**EXERCISE DETAILS**
Would you return the lines between the one holding "and the source" and the one holding "within one build.", inclusive, and only those, exactly as they stand in the listing below?
### EXTRACTED INFORMATION
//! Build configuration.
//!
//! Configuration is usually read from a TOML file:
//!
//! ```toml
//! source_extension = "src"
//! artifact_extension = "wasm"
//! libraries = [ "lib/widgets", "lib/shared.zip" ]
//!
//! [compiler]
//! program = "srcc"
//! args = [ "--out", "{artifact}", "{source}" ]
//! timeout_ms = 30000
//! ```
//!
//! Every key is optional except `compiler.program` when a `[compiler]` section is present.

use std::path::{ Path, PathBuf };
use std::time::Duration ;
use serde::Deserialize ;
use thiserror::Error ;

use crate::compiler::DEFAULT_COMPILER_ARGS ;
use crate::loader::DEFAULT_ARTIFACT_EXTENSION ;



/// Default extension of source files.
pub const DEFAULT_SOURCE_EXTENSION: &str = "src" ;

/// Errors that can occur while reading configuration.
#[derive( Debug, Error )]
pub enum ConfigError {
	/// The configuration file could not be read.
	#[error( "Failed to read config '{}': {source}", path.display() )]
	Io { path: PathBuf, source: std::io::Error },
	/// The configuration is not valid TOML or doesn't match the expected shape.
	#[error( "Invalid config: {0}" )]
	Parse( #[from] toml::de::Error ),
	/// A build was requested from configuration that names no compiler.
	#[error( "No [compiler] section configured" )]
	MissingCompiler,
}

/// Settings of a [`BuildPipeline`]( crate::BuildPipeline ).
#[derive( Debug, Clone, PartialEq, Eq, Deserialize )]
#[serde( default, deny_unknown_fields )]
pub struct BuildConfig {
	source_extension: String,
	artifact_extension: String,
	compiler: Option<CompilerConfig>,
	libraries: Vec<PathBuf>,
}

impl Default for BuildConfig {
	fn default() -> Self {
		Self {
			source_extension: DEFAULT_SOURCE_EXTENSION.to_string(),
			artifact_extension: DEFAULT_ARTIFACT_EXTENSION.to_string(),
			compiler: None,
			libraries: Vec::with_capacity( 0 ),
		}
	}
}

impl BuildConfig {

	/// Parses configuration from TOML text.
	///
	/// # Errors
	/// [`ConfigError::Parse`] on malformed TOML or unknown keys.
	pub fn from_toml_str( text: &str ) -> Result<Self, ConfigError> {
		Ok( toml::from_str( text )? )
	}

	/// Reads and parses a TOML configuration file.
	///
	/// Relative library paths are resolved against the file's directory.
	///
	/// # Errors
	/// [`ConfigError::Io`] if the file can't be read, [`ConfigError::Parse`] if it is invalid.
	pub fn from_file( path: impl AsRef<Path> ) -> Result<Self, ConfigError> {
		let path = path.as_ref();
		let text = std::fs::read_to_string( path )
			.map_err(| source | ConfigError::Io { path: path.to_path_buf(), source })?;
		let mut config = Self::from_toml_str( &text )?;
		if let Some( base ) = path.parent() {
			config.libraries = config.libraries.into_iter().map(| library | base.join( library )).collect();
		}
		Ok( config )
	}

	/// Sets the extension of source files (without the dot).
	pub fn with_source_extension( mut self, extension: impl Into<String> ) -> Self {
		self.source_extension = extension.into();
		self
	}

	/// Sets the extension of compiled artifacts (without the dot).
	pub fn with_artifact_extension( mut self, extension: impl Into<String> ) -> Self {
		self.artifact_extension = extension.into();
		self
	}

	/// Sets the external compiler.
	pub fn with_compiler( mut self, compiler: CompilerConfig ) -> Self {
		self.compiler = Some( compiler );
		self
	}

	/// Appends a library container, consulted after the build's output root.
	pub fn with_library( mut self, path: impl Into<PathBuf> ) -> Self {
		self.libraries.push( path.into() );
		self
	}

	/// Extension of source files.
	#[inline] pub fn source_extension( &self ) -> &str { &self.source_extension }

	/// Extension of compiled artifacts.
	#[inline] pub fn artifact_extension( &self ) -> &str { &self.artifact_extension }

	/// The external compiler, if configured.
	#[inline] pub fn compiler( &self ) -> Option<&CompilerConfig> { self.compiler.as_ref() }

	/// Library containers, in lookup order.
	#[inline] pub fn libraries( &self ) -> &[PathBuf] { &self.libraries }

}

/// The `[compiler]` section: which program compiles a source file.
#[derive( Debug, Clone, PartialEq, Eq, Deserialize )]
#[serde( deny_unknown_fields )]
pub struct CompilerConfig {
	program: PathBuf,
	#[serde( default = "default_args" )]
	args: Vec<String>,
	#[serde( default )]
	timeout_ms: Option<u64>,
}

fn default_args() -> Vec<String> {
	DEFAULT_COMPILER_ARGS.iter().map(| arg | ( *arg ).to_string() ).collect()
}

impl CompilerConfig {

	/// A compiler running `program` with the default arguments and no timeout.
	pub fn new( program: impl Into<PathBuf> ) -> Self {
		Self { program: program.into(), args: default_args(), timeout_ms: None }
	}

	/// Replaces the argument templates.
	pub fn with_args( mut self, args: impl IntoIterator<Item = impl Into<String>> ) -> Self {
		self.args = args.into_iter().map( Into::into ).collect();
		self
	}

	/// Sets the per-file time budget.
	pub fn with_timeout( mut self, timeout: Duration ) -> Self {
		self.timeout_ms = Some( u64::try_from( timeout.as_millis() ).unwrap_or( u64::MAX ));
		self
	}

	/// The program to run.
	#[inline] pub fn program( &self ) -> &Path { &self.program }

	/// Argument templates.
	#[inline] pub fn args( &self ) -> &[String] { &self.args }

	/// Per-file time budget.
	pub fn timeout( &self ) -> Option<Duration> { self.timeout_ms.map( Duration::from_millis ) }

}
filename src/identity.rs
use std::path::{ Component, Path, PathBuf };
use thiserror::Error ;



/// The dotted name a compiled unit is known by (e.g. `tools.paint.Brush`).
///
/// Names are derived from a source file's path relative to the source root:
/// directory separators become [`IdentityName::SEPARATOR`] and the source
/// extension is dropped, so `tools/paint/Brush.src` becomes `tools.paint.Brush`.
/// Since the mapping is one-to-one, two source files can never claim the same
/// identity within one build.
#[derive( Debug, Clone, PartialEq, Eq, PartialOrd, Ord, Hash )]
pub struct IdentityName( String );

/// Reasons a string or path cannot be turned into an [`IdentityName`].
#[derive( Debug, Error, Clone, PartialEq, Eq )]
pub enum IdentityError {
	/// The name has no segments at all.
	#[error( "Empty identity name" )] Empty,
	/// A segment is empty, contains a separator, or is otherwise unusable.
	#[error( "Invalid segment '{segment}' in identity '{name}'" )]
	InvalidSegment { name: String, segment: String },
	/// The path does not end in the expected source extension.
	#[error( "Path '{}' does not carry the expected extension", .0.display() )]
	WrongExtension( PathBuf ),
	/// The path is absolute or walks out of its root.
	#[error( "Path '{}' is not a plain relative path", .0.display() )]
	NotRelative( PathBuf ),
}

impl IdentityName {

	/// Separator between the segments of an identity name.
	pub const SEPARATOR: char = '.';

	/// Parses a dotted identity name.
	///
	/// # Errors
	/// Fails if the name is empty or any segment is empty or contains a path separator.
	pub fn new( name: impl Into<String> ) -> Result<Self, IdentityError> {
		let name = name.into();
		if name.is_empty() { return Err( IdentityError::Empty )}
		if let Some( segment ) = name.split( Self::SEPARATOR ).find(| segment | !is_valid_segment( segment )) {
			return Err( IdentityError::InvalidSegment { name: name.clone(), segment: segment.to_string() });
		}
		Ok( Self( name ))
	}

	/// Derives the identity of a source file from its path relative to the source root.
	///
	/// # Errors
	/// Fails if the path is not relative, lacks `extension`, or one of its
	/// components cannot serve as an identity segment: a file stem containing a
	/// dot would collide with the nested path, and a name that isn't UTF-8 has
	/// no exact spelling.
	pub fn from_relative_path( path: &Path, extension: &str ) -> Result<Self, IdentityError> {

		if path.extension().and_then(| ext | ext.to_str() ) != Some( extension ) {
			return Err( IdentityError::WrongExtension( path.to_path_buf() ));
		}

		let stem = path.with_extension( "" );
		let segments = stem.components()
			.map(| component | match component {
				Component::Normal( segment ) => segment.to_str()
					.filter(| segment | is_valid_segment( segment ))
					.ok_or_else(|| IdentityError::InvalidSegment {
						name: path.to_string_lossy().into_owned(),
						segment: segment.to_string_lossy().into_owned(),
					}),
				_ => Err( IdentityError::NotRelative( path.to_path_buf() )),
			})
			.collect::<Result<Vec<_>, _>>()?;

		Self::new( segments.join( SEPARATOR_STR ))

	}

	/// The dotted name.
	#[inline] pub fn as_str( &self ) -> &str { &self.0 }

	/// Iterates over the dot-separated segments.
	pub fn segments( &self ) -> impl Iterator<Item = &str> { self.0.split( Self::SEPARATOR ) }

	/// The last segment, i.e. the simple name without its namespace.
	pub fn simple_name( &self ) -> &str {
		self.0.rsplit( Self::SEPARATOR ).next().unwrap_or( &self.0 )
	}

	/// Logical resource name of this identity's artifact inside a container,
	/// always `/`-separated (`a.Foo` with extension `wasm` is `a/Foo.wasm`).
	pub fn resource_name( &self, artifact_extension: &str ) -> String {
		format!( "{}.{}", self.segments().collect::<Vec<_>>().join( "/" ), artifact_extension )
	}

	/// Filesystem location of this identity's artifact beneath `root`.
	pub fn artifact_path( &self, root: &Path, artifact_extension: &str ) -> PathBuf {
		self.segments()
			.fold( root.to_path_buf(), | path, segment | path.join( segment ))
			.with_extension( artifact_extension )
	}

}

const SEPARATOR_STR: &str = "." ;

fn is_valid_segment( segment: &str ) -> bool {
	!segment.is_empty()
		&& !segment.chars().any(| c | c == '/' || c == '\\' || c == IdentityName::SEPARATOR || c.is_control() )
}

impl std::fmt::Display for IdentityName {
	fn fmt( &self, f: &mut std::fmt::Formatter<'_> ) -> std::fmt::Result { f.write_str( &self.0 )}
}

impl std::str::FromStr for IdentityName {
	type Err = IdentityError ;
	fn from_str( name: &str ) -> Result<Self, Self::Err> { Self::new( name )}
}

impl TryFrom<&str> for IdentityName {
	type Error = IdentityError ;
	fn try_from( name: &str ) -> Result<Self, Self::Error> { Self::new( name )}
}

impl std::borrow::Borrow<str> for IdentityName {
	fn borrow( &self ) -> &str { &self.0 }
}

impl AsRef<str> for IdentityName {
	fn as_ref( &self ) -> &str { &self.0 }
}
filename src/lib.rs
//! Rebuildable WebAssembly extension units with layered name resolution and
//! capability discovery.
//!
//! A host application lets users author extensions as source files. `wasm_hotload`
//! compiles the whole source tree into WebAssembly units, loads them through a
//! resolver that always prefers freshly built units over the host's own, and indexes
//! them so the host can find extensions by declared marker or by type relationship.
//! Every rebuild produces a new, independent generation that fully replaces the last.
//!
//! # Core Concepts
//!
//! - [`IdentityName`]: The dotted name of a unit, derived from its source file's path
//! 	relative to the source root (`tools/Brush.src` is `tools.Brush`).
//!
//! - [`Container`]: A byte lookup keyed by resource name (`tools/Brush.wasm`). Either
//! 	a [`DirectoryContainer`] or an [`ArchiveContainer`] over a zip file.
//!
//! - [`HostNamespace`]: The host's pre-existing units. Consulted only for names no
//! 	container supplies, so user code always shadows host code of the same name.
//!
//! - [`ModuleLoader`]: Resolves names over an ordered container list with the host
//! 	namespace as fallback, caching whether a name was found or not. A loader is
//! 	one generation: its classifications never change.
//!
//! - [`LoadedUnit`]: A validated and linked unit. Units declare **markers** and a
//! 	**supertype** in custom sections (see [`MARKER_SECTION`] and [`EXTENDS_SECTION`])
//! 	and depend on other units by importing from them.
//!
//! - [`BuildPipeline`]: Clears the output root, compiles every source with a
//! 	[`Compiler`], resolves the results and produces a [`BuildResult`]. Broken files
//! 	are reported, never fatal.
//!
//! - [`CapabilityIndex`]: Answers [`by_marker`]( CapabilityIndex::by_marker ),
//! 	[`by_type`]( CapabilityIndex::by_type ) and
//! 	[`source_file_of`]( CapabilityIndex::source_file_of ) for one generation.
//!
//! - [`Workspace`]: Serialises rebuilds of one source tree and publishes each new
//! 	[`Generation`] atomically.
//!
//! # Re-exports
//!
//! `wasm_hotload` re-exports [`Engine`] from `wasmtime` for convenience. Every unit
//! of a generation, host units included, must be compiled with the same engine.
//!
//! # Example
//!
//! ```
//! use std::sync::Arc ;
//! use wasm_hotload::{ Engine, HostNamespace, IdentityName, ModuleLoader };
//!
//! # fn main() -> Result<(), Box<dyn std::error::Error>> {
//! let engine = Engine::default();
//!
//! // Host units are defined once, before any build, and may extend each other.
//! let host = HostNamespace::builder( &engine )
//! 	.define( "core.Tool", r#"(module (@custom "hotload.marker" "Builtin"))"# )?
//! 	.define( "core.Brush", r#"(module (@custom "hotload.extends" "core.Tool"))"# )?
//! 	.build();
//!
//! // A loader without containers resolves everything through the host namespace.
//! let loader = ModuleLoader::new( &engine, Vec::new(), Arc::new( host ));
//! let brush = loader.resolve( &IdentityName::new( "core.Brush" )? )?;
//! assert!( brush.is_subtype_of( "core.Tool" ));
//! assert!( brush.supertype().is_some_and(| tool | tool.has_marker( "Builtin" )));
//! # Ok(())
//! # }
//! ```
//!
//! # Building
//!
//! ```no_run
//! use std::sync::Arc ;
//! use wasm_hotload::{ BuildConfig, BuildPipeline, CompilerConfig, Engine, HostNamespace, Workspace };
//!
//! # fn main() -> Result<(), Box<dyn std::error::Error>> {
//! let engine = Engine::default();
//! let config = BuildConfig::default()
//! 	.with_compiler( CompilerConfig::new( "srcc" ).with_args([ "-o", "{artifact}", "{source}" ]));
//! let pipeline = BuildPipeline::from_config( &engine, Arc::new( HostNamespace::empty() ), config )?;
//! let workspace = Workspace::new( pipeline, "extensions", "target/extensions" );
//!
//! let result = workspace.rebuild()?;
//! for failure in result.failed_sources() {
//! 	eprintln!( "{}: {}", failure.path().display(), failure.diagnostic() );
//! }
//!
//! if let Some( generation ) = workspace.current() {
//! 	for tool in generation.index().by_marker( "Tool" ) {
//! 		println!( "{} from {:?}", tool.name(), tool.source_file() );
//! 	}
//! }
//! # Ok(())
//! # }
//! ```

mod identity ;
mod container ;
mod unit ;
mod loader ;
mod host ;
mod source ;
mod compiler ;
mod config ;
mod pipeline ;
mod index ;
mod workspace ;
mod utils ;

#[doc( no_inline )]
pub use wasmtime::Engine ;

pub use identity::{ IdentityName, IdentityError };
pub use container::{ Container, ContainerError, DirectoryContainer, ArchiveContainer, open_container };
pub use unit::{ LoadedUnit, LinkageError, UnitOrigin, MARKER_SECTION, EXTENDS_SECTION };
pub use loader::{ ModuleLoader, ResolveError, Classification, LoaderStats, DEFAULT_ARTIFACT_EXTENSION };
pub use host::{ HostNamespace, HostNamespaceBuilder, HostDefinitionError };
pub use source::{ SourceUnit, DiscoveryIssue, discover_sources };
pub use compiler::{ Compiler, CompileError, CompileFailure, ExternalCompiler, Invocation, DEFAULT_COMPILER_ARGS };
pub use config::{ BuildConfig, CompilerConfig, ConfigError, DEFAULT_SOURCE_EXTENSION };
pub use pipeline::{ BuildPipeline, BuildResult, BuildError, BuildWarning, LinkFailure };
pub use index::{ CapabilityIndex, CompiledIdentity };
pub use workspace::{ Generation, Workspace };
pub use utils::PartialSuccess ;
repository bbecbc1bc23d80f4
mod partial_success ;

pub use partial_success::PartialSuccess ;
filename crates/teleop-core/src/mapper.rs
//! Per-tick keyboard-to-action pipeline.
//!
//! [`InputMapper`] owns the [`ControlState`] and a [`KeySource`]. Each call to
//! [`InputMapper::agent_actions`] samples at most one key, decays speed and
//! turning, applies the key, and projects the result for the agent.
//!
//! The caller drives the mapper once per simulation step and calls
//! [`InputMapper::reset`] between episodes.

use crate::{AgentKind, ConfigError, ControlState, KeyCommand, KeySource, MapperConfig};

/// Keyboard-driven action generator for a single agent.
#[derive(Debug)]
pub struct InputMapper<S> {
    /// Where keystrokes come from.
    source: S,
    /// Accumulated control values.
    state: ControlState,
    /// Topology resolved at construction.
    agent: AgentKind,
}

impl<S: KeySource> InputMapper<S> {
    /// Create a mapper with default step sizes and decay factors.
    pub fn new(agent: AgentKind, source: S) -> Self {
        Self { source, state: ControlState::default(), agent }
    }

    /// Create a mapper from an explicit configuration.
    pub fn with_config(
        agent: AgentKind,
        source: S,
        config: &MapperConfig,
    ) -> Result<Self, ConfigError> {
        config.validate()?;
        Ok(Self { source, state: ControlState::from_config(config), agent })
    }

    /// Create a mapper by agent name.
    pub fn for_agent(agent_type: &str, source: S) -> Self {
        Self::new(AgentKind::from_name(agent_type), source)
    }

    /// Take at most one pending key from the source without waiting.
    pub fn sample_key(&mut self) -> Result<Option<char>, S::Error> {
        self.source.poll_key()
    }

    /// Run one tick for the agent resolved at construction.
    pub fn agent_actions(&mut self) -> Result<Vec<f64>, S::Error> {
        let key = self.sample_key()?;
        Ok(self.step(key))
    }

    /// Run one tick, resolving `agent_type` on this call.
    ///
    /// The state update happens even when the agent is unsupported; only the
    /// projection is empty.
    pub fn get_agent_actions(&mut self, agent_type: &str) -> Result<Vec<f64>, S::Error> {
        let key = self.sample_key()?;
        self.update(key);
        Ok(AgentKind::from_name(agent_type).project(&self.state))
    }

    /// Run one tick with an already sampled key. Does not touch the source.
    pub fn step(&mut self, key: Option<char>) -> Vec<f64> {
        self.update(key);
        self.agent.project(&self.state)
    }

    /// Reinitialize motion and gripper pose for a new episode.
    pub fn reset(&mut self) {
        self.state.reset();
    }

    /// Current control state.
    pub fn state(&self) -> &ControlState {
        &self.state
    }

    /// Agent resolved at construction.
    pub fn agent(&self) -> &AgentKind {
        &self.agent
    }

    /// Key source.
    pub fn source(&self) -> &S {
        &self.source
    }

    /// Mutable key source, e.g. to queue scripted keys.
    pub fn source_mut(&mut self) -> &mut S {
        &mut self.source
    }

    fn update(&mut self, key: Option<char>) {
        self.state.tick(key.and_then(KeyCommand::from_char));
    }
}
######
**SOLUTION TO THE PROBLEM**
/// directory separators become [`IdentityName::SEPARATOR`] and the source
/// extension is dropped, so `tools/paint/Brush.src` becomes `tools.paint.Brush`.
/// Since the mapping is one-to-one, two source files can never claim the same
/// identity within one build.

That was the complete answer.